▸ TO DO
Determine how many lines in these records hold "serde". Only the number is wanted.

• • • •

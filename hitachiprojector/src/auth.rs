use md5::{Digest, Md5};

/// Length of the random challenge a projector sends when network
/// authentication is enabled.
pub const CHALLENGE_LEN: usize = 8;

/// Lowercase hex MD5 of `challenge ‖ password`, as both the Hitachi and the
/// PJLink protocols expect it.
pub fn digest(challenge: &[u8], password: &str) -> String {
    let mut hasher = Md5::new();
    hasher.update(challenge);
    hasher.update(password.as_bytes());
    format!("{:x}", hasher.finalize())
}
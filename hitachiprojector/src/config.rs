use std::time::Duration;

/// TCP port of the projector's binary command interface.
pub const DEFAULT_PORT: u16 = 23;
pub const DEFAULT_PJLINK_PORT: u16 = 4352;

pub const DEFAULT_TIMEOUT: Duration = Duration::from_secs(5);
/// Every new connection to a projector without authentication waits this long
/// before its first frame. Per-call connections pay it on every query, a
/// `keep_alive` session only when it connects.
pub const DEFAULT_CHALLENGE_TIMEOUT: Duration = Duration::from_millis(500);

#[derive(Debug, Clone, PartialEq, Eq)]
pub struct ProjectorConfig {
    pub host: String,
    pub port: u16,
    pub password: String,
    /// Bound on connecting and on each command round trip.
    pub timeout: Duration,
    /// How long to wait for an authentication challenge after connecting.
    /// A projector with authentication disabled sends nothing. A challenge
    /// arriving later is read as the reply and fails as
    /// [`Error::UnknownReply`](crate::Error::UnknownReply).
    pub challenge_timeout: Duration,
    /// Keep the socket open between calls instead of reconnecting each time.
    pub keep_alive: bool,
}

impl ProjectorConfig {
    pub fn new(host: impl Into<String>, password: impl Into<String>) -> Self {
        Self {
            host: host.into(),
            port: DEFAULT_PORT,
            password: password.into(),
            timeout: DEFAULT_TIMEOUT,
            challenge_timeout: DEFAULT_CHALLENGE_TIMEOUT,
            keep_alive: false,
        }
    }

    pub fn with_port(mut self, port: u16) -> Self {
        self.port = port;
        self
    }

    pub fn with_timeout(mut self, timeout: Duration) -> Self {
        self.timeout = timeout;
        self
    }

    pub fn with_challenge_timeout(mut self, timeout: Duration) -> Self {
        self.challenge_timeout = timeout;
        self
    }

    pub fn with_keep_alive(mut self, keep_alive: bool) -> Self {
        self.keep_alive = keep_alive;
        self
    }

    /// PJLink settings for the same projector and password.
    pub fn pjlink(&self) -> PjlinkConfig {
        PjlinkConfig {
            host: self.host.clone(),
            port: DEFAULT_PJLINK_PORT,
            password: self.password.clone(),
            timeout: self.timeout,
        }
    }
}

#[derive(Debug, Clone, PartialEq, Eq)]
pub struct PjlinkConfig {
    pub host: String,
    pub port: u16,
    pub password: String,
    pub timeout: Duration,
}

impl PjlinkConfig {
    pub fn new(host: impl Into<String>, password: impl Into<String>) -> Self {
        Self {
            host: host.into(),
            port: DEFAULT_PJLINK_PORT,
            password: password.into(),
            timeout: DEFAULT_TIMEOUT,
        }
    }

    pub fn with_port(mut self, port: u16) -> Self {
        self.port = port;
        self
    }

    pub fn with_timeout(mut self, timeout: Duration) -> Self {
        self.timeout = timeout;
        self
    }
}
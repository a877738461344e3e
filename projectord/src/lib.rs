pub mod handler;
pub mod state;

pub use handler::Handler;
pub use state::{MediaPlayerState, ProjectorState};

pub const DEFAULT_SOCKET: &str = "/run/projectord/socket";

#[derive(Debug, thiserror::Error)]
pub enum Error {
    #[error(transparent)]
    Projector(#[from] hitachiprojector::Error),
    #[error(transparent)]
    Io(#[from] std::io::Error),

    #[error("invalid projector password")]
    InvalidAuth,
    #[error("projector answered {0} to the power query")]
    CannotConnect(hitachiprojector::ReplyType),
    #[error("unknown input source {0:?}")]
    UnknownSource(String),
}

#[derive(
    Debug, Clone, Copy, PartialEq, Eq, serde::Deserialize, serde::Serialize, clap::ValueEnum,
)]
pub enum Toggle {
    On,
    Off,
}

#[derive(Debug, PartialEq, Eq, serde::Deserialize, serde::Serialize, clap::Subcommand)]
pub enum Command {
    /// Poll the projector and print its state
    Status,
    TurnOn,
    TurnOff,
    /// Switch input, e.g. `HDMI` or `ComputerIn1`
    SelectSource {
        source: String,
    },
    Blank {
        state: Toggle,
    },
    EcoMode {
        state: Toggle,
    },
    AutoEcoMode {
        state: Toggle,
    },
    ResetFilterTime,
    ResetLampTime,
    /// Name, manufacturer and model, read over PJLink
    Info,
}

#[derive(Debug, serde::Deserialize, serde::Serialize, clap::Parser)]
pub struct SocketPayload {
    #[command(subcommand)]
    pub cmd: Command,
}

#[derive(Debug, PartialEq, serde::Deserialize, serde::Serialize)]
pub enum Response {
    Done,
    State(ProjectorState),
    Info(hitachiprojector::DeviceInfo),
    Error(String),
}
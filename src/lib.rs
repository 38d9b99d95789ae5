//! Exhibit Document Validation
//!
//! Museum exhibit records are XML documents. Before a record is stored it is
//! checked in two stages: against a structural schema (required sections,
//! attributes, closed value sets, element order) and then against a battery
//! of business rules (identifier format, dimension sanity, location
//! consistency, dates, prices and media). The outcome is a
//! [`ValidationReport`] listing every finding in a reproducible order.
//!
//! ```
//! let report = exhibit_validator::validate("<empty>");
//! assert!(!report.is_valid());
//! ```

pub mod domain;
pub use domain::{
    Config, DateError, Diagnostic, ExhibitId, HistoricalDate, NamespacePolicy, RuleGroup,
    Severity, Stage, ValidationReport, is_valid_historical_date,
};

/// Exhibit documents: element tree, XML reader and typed record view.
pub mod document;
pub use document::{Document, ParseError};

/// Structural schemas.
pub mod schema;

/// Business rules.
pub mod rules;
pub use rules::{RuleContext, RuleViolation};

mod engine;
pub use engine::{EMPTY_PLACEHOLDER, Validator, validate};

• • • •

▸ ANSWER SPACE
4